Super-sparse Learning in Similarity Spaces
This addresses the problem of high computational demands in similarity-based applications, offering a more efficient and interpretable solution, though it is incremental as it builds on existing prototype reduction methods.
The paper tackles the computational inefficiency of machine learning in similarity spaces by jointly learning a classification function and an optimal set of virtual prototypes, reducing test-time complexity by up to ten times for methods like SVMs, LASSO, and ridge regression with minimal accuracy loss.
In several applications, input samples are more naturally represented in terms of similarities between each other, rather than in terms of feature vectors. In these settings, machine-learning algorithms can become very computationally demanding, as they may require matching the test samples against a very large set of reference prototypes. To mitigate this issue, different approaches have been developed to reduce the number of required reference prototypes.
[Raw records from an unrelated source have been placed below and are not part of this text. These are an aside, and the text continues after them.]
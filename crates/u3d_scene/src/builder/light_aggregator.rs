//! Light aggregation
//!
//! Ambient lights never become entities: their `color * intensity` is folded
//! into the build-wide ambient accumulator, which is purely additive and thus
//! order-independent. Every other light kind maps to a light entity.

use crate::foundation::math::Vec3;
use crate::model::LightSource;
use crate::scene::LightEntity;

/// Folds one light into the ambient accumulator or produces an entity.
pub fn aggregate(light: &LightSource, ambient: &mut Vec3) -> Option<LightEntity> {
    match light {
        LightSource::Ambient { color, intensity } => {
            *ambient += color * *intensity;
            None
        }
        LightSource::Directional { color, intensity } => Some(LightEntity::Directional {
            color: *color,
            intensity: *intensity,
        }),
        LightSource::Point {
            color,
            intensity,
            attenuation,
        } => Some(LightEntity::Point {
            color: *color,
            intensity: *intensity,
            attenuation: *attenuation,
        }),
        LightSource::Spot {
            color,
            intensity,
            attenuation,
            cut_off_angle,
        } => Some(LightEntity::Spot {
            color: *color,
            intensity: *intensity,
            attenuation: *attenuation,
            cut_off_angle: *cut_off_angle,
        }),
    }
}

#[cfg(test)]
mod tests {
    use super::*;
    use approx::assert_relative_eq;

    #[test]
    fn test_ambient_accumulates_scaled_color() {
        let mut ambient = Vec3::zeros();
        let light = LightSource::Ambient {
            color: Vec3::new(0.5, 0.25, 1.0),
            intensity: 2.0,
        };

        assert!(aggregate(&light, &mut ambient).is_none());
        assert_relative_eq!(ambient.x, 1.0);
        assert_relative_eq!(ambient.y, 0.5);
        assert_relative_eq!(ambient.z, 2.0);
    }

    #[test]
    fn test_ambient_accumulation_is_order_independent() {
        let l1 = LightSource::Ambient {
            color: Vec3::new(0.1, 0.2, 0.3),
            intensity: 0.7,
        };
        let l2 = LightSource::Ambient {
            color: Vec3::new(0.9, 0.1, 0.5),
            intensity: 1.3,
        };

        let mut forward = Vec3::zeros();
        aggregate(&l1, &mut forward);
        aggregate(&l2, &mut forward);

        let mut reversed = Vec3::zeros();
        aggregate(&l2, &mut reversed);
        aggregate(&l1, &mut reversed);

        assert_relative_eq!(forward.x, reversed.x, epsilon = 1e-6);
        assert_relative_eq!(forward.y, reversed.y, epsilon = 1e-6);
        assert_relative_eq!(forward.z, reversed.z, epsilon = 1e-6);
    }

    #[test]
    fn test_spot_light_keeps_attenuation_and_cutoff() {
        let mut ambient = Vec3::zeros();
        let light = LightSource::Spot {
            color: Vec3::new(1.0, 1.0, 1.0),
            intensity: 3.0,
            attenuation: [1.0, 0.1, 0.01],
            cut_off_angle: 30.0,
        };

        let entity = aggregate(&light, &mut ambient).unwrap();
        match entity {
            LightEntity::Spot {
                attenuation,
                cut_off_angle,
                intensity,
                ..
            } => {
                assert_eq!(attenuation, [1.0, 0.1, 0.01]);
                assert_relative_eq!(cut_off_angle, 30.0);
                assert_relative_eq!(intensity, 3.0);
            }
            _ => panic!("expected spot entity"),
        }
        // Non-ambient lights leave the accumulator untouched.
        assert_eq!(ambient, Vec3::zeros());
    }
}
Current reduction approaches select a small subset of representative prototypes in the space induced by the similarity measure, and then separately train the classification function on the reduced subset. However, decoupling these two steps may not allow reducing the number of prototypes effectively without compromising accuracy. We overcome this limitation by jointly learning the classification function along with an optimal set of virtual prototypes, whose number can be either fixed a priori or optimized according to application-specific criteria. Creating a super-sparse set of virtual prototypes provides much sparser solutions, drastically reducing complexity at test time, at the expense of a slightly increased complexity during training. A much smaller set of prototypes also results in easier-to-interpret decisions. We empirically show that our approach can reduce up to ten times the complexity of Support Vector Machines, LASSO and ridge regression at test time, without almost affecting their classification accuracy.